10 - Redescendre sur terre

33 10 0
                                    

Pourtant une personne vint mettre fin à son moment de bonheur : Mélodie.

Malgré son masque, sa coiffure d'autrefois et sa robe, Lys était certaine de l'identité de cette dernière. C'était la première femme qui dansait avec elle. Instantanément, elle lui fit penser à Daphné. Pourtant elle n'avait rien en commun avec sa copine.

Celle-ci n'avait pas les yeux gris mais ces derniers étaient colorés d'un marron foncé quasiment noir. Daphné n'avait pas les cheveux roux mais de la couleur belle et profonde d'un corbeau. Elle n'était pas petite comme Mélodie, elle était grande et fine, comme un mannequin qui défilait sur un podium.

— Continue à danser, lui ordonna sa camarade de résidence. Il ne faut surtout pas qu'il remarque que je te parle.

Aussitôt Lys comprit qu'elle parlait d'Adriel. Elle ne savait pas vraiment comment elle pouvait en être certaine mais c'était le cas.

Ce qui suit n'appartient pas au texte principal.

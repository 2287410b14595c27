//! Integration tests for Layer 0: Foundation
//!
//! Tests for core types: Type, Value, Error, and persistent collections.

mod collections;
mod values;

— Partage encore deux danses pour étouffer toute marque de doute, après cela, rejoins-moi au fond de la zone ouest de la salle. Je dois te montrer le miroir de la vérité. Tu comprendras alors.

Sans plus de détail, Mélodie se détacha de la jeune femme, la laissant soudainement glacée de nouvelles questions sans réponse.

Elle ne réussit pas à apprécier les deux danses qui suivirent. C'était comme si Mélodie venait de réveiller une once de lucidité chez Lys. Elle l'avait sortie d'un sommeil agréable, elle lui avait ouvert les yeux sur ce qu'était devenu le monde pendant son absence. Désormais la jeune femme n'avait qu'une seule envie : celle de rejoindre son ancienne partenaire de danse pour voir le fameux miroir de la vérité.

Ce nom l'intriguait. Ce nom lui parlait pourtant et c'était justement ce sentiment qui la travaillait le plus. Elle avait subitement l'impression qu'elle connaissait ce dernier. C'était comme du déjà-vu, or jamais elle n'avait été dans cette pièce.

À la fin du huitième morceau symphonique, elle offrit un signe de tête au grand homme avec qui elle venait de danser. Puis elle fit un demi-tour sur elle-même à la recherche de la coiffe de Mélodie. Se frayer un chemin parmi les danseurs ne fut guère facile. Lys avait l'impression de devoir se battre contre une puissante vague qui refusait de la laisser regagner la terre ferme. Elle ne ménagea pas ses efforts. Et ce fut quelque peu décoiffée et le visage rougi par sa lutte qu'elle réussit à sortir du cercle oppressant.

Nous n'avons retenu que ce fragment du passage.